I will leave the two dogs in the car if I have to run in quickly for something, or if it's me and hubby, one of us will stay in the car. I don't like leaving them in the car, but if I only need one or two items, I will do it!

When I lived in Germany, in the 70's/80's, dogs were allowed pretty much everywhere, malls, stores, even restaurants! I don't know if it is still that way.


----------



## cmartini (Oct 16, 2012)

I take Sophie every where in her purse. She loves it! Where I live, most of the time it is too hot to leave her in the car, so she just sits quietly in her purse.
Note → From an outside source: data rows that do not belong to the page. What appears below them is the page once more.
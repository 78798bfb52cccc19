//! Camera/scroll controller
//!
//! The player never actually climbs the screen: whenever its top edge rises
//! above the hold line, the whole world is pushed down by the overshoot and
//! the player with it, landing exactly on the band edge. The displacement
//! must hit every entity class in the same frame or relative positions
//! desync. The session skips this controller entirely while the lift is
//! active: the lift owns the scrolling then, and the camera acting on an
//! ascending helicopter would hold it away from the line forever.

use super::player::Player;
use super::world::World;
use super::HOLD_LINE;

/// Scroll the world down if the player overshot the hold line. Returns the
/// applied displacement (0 when the player is at or below the line).
pub fn scroll(player: &mut Player, world: &mut World) -> f32 {
    let overshoot = HOLD_LINE - player.rect.y;
    if overshoot <= 0.0 {
        return 0.0;
    }
    world.translate(overshoot);
    player.rect.y += overshoot;
    player.translate_trail(overshoot);
    overshoot
}

#[cfg(test)]
mod tests {
    use super::*;
    use crate::game::coin::{Coin, CoinValue};
    use crate::game::helicopter::Helicopter;
    use crate::game::platform::{Platform, PlatformKind};
    use crate::game::player::TrailPoint;
    use crate::game::text::FloatingText;

    #[test]
    fn test_no_scroll_below_band() {
        let mut player = Player::new();
        player.rect.y = HOLD_LINE + 50.0;
        let mut world = World::new();
        assert_eq!(scroll(&mut player, &mut world), 0.0);
        assert_eq!(player.rect.y, HOLD_LINE + 50.0);
    }

    #[test]
    fn test_overshoot_applied_equally_to_everything() {
        let mut player = Player::new();
        player.rect.y = HOLD_LINE - 37.0;
        player.trail.push(TrailPoint { x: 10.0, y: 300.0 });

        let mut world = World::new();
        world
            .platforms
            .push(Platform::new(0.0, 250.0, PlatformKind::Normal));
        world.coins.push(Coin::new(50.0, 220.0, CoinValue::Rare));
        let anchor = world.platforms[0].rect;
        world.helicopters.push(Helicopter::anchored_above(&anchor));
        world
            .texts
            .push(FloatingText::coin_gain(5.0, 100.0, 1, CoinValue::Common));

        let heli_y = world.helicopters[0].rect.y;
        let moved = scroll(&mut player, &mut world);

        assert_eq!(moved, 37.0);
        assert_eq!(player.rect.y, HOLD_LINE);
        assert_eq!(world.platforms[0].rect.y, 250.0 + moved);
        assert_eq!(world.coins[0].rect.y, 220.0 + moved);
        assert_eq!(world.helicopters[0].rect.y, heli_y + moved);
        assert_eq!(world.texts[0].y, 100.0 + moved);
        assert_eq!(player.trail[0].y, 300.0 + moved);
    }

    #[test]
    fn test_player_rests_exactly_on_band_edge() {
        let mut player = Player::new();
        player.rect.y = 1.5;
        let mut world = World::new();
        let moved = scroll(&mut player, &mut world);
        assert_eq!(moved, HOLD_LINE - 1.5);
        assert_eq!(player.rect.y, HOLD_LINE);
    }
}
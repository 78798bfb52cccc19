//! Player entity
//!
//! Pure state: an axis-aligned box, velocity, grounded flag and a handful of
//! cosmetic counters. All movement and collision behavior lives in the
//! physics module; the player only knows how to reset itself and maintain
//! its own trail history.

use super::geom::Rect;
use super::{VIEW_H, VIEW_W};

/// Player box side length in pixels
pub const PLAYER_SIZE: f32 = 32.0;

/// Maximum retained trail points
pub const TRAIL_CAPACITY: usize = 50;

/// Trail is sampled every this many frames
pub const TRAIL_SAMPLE_INTERVAL: u64 = 2;

/// A recorded trail position (player center, world space)
#[derive(Debug, Clone, Copy)]
pub struct TrailPoint {
    pub x: f32,
    pub y: f32,
}

#[derive(Debug, Clone)]
pub struct Player {
    pub rect: Rect,
    pub vel_x: f32,
    pub vel_y: f32,
    pub on_ground: bool,
    pub facing_right: bool,

    /// Jumps performed this run. Drives the cosmetic background stage.
    pub jump_count: u32,

    /// One free jump during the grace window right after spawn, so the
    /// player can start a run before ever having landed.
    pub initial_jump: bool,

    /// Recent center positions, newest first
    pub trail: Vec<TrailPoint>,

    /// Bottom edge at the start of the current frame, before integration.
    /// Landing resolution uses this to reject side clips.
    pub prev_bottom: f32,
}

impl Player {
    /// Spawn centered near the bottom of the viewport. The session snaps the
    /// player onto the first platform right after world seeding.
    pub fn new() -> Self {
        let rect = Rect::new(
            VIEW_W * 0.5 - PLAYER_SIZE * 0.5,
            VIEW_H - 150.0,
            PLAYER_SIZE,
            PLAYER_SIZE,
        );
        Self {
            rect,
            vel_x: 0.0,
            vel_y: 0.0,
            on_ground: true,
            facing_right: true,
            jump_count: 0,
            initial_jump: true,
            trail: Vec::new(),
            prev_bottom: rect.y + PLAYER_SIZE,
        }
    }

    /// Record the current center into the trail ring, newest first.
    /// Sampled every other frame to keep segment spacing visible.
    pub fn sample_trail(&mut self, frame: u64) {
        if frame % TRAIL_SAMPLE_INTERVAL != 0 {
            return;
        }
        self.trail.insert(
            0,
            TrailPoint {
                x: self.rect.center_x(),
                y: self.rect.center_y(),
            },
        );
        self.trail.truncate(TRAIL_CAPACITY);
    }

    /// Shift all trail points down by `dy` (world scrolled under the player)
    pub fn translate_trail(&mut self, dy: f32) {
        for p in &mut self.trail {
            p.y += dy;
        }
    }
}

impl Default for Player {
    fn default() -> Self {
        Self::new()
    }
}

#[cfg(test)]
mod tests {
    use super::*;

    #[test]
    fn test_spawn_state() {
        let p = Player::new();
        assert!(p.on_ground);
        assert!(p.initial_jump);
        assert_eq!(p.jump_count, 0);
        assert_eq!(p.rect.center_x(), VIEW_W * 0.5);
    }

    #[test]
    fn test_trail_capacity_and_order() {
        let mut p = Player::new();
        for frame in 0..200 {
            p.rect.y -= 1.0;
            p.sample_trail(frame);
        }
        assert_eq!(p.trail.len(), TRAIL_CAPACITY);
        // Newest point first
        assert!(p.trail[0].y < p.trail[1].y);
    }

    #[test]
    fn test_trail_sample_interval() {
        let mut p = Player::new();
        p.sample_trail(1); // off-interval frame, skipped
        assert!(p.trail.is_empty());
        p.sample_trail(2);
        assert_eq!(p.trail.len(), 1);
    }
}
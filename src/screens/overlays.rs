//! In-game overlays: pause and game over

use macroquad::prelude::*;

use crate::audio::MusicPlayer;
use crate::game::geom::Rect;
use crate::game::{Session, VIEW_H, VIEW_W};
use crate::profile::Profile;
use crate::render::{Renderer, ViewTransform};

use super::Button;

#[derive(Debug, Clone, Copy, PartialEq, Eq)]
pub enum GameOverAction {
    Restart,
    Menu,
    Quit,
}

/// Dim the frozen game and say so. The caller keeps drawing the session
/// behind this every frame; world state is not touched while paused.
pub fn draw_pause_overlay(view: &ViewTransform) {
    view.fill_rect(
        &Rect::new(0.0, 0.0, VIEW_W, VIEW_H),
        Color::new(0.0, 0.0, 0.0, 0.55),
    );
    view.text_centered("PAUSED", VIEW_W * 0.5, VIEW_H * 0.45, 40.0, WHITE);
    view.text_centered("P to resume", VIEW_W * 0.5, VIEW_H * 0.45 + 35.0, 18.0, GRAY);
}

/// Run the game-over overlay on top of the final frame until the player
/// picks restart, menu or quit
pub async fn game_over(
    session: &Session,
    renderer: &mut Renderer,
    profile: &Profile,
    music: &mut MusicPlayer,
) -> GameOverAction {
    let restart = Button::new(
        Rect::new(VIEW_W * 0.5 - 150.0, VIEW_H * 0.5 + 80.0, 120.0, 40.0),
        "Restart",
        Color::from_rgba(70, 200, 70, 255),
        Color::from_rgba(100, 255, 100, 255),
    );
    let menu = Button::new(
        Rect::new(VIEW_W * 0.5 + 30.0, VIEW_H * 0.5 + 80.0, 120.0, 40.0),
        "Menu",
        Color::from_rgba(200, 70, 70, 255),
        Color::from_rgba(255, 100, 100, 255),
    );

    loop {
        music.update(profile.sound_enabled);
        if is_quit_requested() {
            return GameOverAction::Quit;
        }

        let view = ViewTransform::fit();
        renderer.draw(&view, session, profile);
        view.fill_rect(
            &Rect::new(0.0, 0.0, VIEW_W, VIEW_H),
            Color::new(0.0, 0.0, 0.0, 0.7),
        );

        view.text_centered(
            "GAME OVER",
            VIEW_W * 0.5,
            VIEW_H * 0.5 - 100.0,
            36.0,
            Color::from_rgba(255, 50, 50, 255),
        );
        view.text_centered(
            &format!("Platforms: {}", session.run.platforms_passed),
            VIEW_W * 0.5,
            VIEW_H * 0.5 - 50.0,
            28.0,
            WHITE,
        );
        view.text_centered(
            &format!("Record: {}", profile.max_platforms),
            VIEW_W * 0.5,
            VIEW_H * 0.5 - 15.0,
            28.0,
            YELLOW,
        );
        view.text_centered(
            &format!("Total coins: {}", profile.total_coins),
            VIEW_W * 0.5,
            VIEW_H * 0.5 + 20.0,
            28.0,
            Color::from_rgba(255, 200, 100, 255),
        );

        restart.draw(&view, BLACK);
        menu.draw(&view, BLACK);

        if restart.clicked(&view) || is_key_pressed(KeyCode::Space) {
            return GameOverAction::Restart;
        }
        if menu.clicked(&view) || is_key_pressed(KeyCode::Escape) {
            return GameOverAction::Menu;
        }

        next_frame().await;
    }
}
//! PIXEL HOPPER: a vertically-scrolling arcade platformer
//!
//! Bounce up an endless column of procedurally generated platforms, grab
//! coins, hitch helicopter rides. The simulation core lives in `game` and
//! is frame-stepped and clock-free; everything around it (menus, shops,
//! rendering, save file, music) is thin glue.

/// Version from Cargo.toml
pub const VERSION: &str = env!("CARGO_PKG_VERSION");

mod app;
mod audio;
mod game;
mod input;
mod profile;
mod render;
mod screens;
mod storage;

use macroquad::prelude::*;

fn window_conf() -> Conf {
    Conf {
        window_title: format!("Pixel Hopper v{}", VERSION),
        window_width: 400,
        window_height: 600,
        window_resizable: true,
        high_dpi: true,
        ..Default::default()
    }
}

#[macroquad::main(window_conf)]
async fn main() {
    // Initialize crash logging FIRST (before any other code)
    #[cfg(not(target_arch = "wasm32"))]
    crashlog::setup!(crashlog::cargo_metadata!().capitalized(), false);

    // Route the window close button through our own quit handling so the
    // profile gets a parting save
    prevent_quit();

    app::run().await;
}
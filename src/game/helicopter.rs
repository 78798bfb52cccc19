//! Helicopter entity
//!
//! A pickup that carries the player through the lift traversal mode. While
//! unused it sits anchored above its spawn platform and ages in
//! world-distance scrolled, not wall-clock time: every pixel the world moves
//! past it costs a pixel of its lifetime budget. An expired or off-screen
//! helicopter plays a short accelerating hop upward and is then removed.

use super::geom::Rect;

pub const HELI_W: f32 = 44.0;
pub const HELI_H: f32 = 24.0;

/// Unused lifetime budget at spawn, in world-distance units
pub const SPAWN_TTL: f32 = 900.0;

/// Remaining budget below which the helicopter blinks (render hint only)
pub const BLINK_BELOW: f32 = 180.0;

/// Length of the vanish hop animation
pub const VANISH_FRAMES: u8 = 24;

#[derive(Debug, Clone)]
pub struct Helicopter {
    pub rect: Rect,
    /// Remaining unused lifetime, in world-distance units
    pub ttl: f32,
    /// Set once the player has been carried
    pub used: bool,
    /// Render hint: lifetime is almost out
    pub blinking: bool,
    /// Frames left of the vanish hop; `Some(0)` means ready for removal
    pub vanish: Option<u8>,
}

impl Helicopter {
    /// Spawn anchored centered above a platform top edge
    pub fn anchored_above(platform_rect: &Rect) -> Self {
        Self {
            rect: Rect::new(
                platform_rect.center_x() - HELI_W * 0.5,
                platform_rect.y - HELI_H - 6.0,
                HELI_W,
                HELI_H,
            ),
            ttl: SPAWN_TTL,
            used: false,
            blinking: false,
            vanish: None,
        }
    }

    /// Age by the distance the world scrolled this frame, flipping the blink
    /// flag once the remaining budget drops under the threshold.
    pub fn consume_lifetime(&mut self, scrolled: f32) {
        self.ttl -= scrolled;
        if self.ttl < BLINK_BELOW {
            self.blinking = true;
        }
    }

    pub fn begin_vanish(&mut self) {
        if self.vanish.is_none() {
            self.vanish = Some(VANISH_FRAMES);
        }
    }

    /// Advance the vanish hop: an upward rise that accelerates each frame
    pub fn tick_vanish(&mut self) {
        if let Some(remaining) = &mut self.vanish {
            if *remaining > 0 {
                let elapsed = (VANISH_FRAMES - *remaining) as f32;
                self.rect.y -= 1.0 + 0.25 * elapsed;
                *remaining -= 1;
            }
        }
    }

    pub fn vanish_finished(&self) -> bool {
        self.vanish == Some(0)
    }

    pub fn is_vanishing(&self) -> bool {
        self.vanish.is_some()
    }
}

#[cfg(test)]
mod tests {
    use super::*;

    #[test]
    fn test_blink_threshold() {
        let platform = Rect::new(100.0, 300.0, 80.0, 20.0);
        let mut h = Helicopter::anchored_above(&platform);
        h.consume_lifetime(SPAWN_TTL - BLINK_BELOW);
        assert!(!h.blinking);
        h.consume_lifetime(1.0);
        assert!(h.blinking);
    }

    #[test]
    fn test_vanish_runs_exact_frame_count() {
        let platform = Rect::new(100.0, 300.0, 80.0, 20.0);
        let mut h = Helicopter::anchored_above(&platform);
        h.begin_vanish();
        for i in 0..VANISH_FRAMES {
            assert!(!h.vanish_finished(), "finished early at frame {}", i);
            h.tick_vanish();
        }
        assert!(h.vanish_finished());
    }

    #[test]
    fn test_vanish_hop_accelerates() {
        let platform = Rect::new(100.0, 300.0, 80.0, 20.0);
        let mut h = Helicopter::anchored_above(&platform);
        h.begin_vanish();
        let y0 = h.rect.y;
        h.tick_vanish();
        let first_step = y0 - h.rect.y;
        let y1 = h.rect.y;
        h.tick_vanish();
        let second_step = y1 - h.rect.y;
        assert!(second_step > first_step);
    }

    #[test]
    fn test_begin_vanish_is_idempotent() {
        let platform = Rect::new(100.0, 300.0, 80.0, 20.0);
        let mut h = Helicopter::anchored_above(&platform);
        h.begin_vanish();
        h.tick_vanish();
        let mid = h.vanish;
        h.begin_vanish(); // must not restart the countdown
        assert_eq!(h.vanish, mid);
    }
}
Nobody knows!


----------



## susan davis (Mar 25, 2011)

My dogs are great in their carriers. I have even taken them to restaurants! I asked the manager, and he said "I don't see any dog, just a purse!" They never bark while in there. I took Bonnie at 5 months on an airline trip from Chgo to N.H. and she didn't make a sound. NO one even knew she was on board.


----------



## Chi Nation (Mar 7, 2012)

miuccias said:


> I agree with you completely I find kids more of a problem than most even big dogs. [/color]


*Amen!! 

I keep this pic on my lap top...*










*Mine are way too social to keep still. When they see or hear people the MUST greet them. They get way too excited and want to mingle with everybody. I would get busted as soon as i walked in the store... :foxes251:*


----------



## LittleGemma (Apr 1, 2012)

I would never ever leave Gemma outside a shop or in a car. I can't even believe that people leave their big dogs outside of shops. It baffles me that people are willing to take such a risk. I would sit with Gemma inside of a car if we had one, but never leave her alone in one.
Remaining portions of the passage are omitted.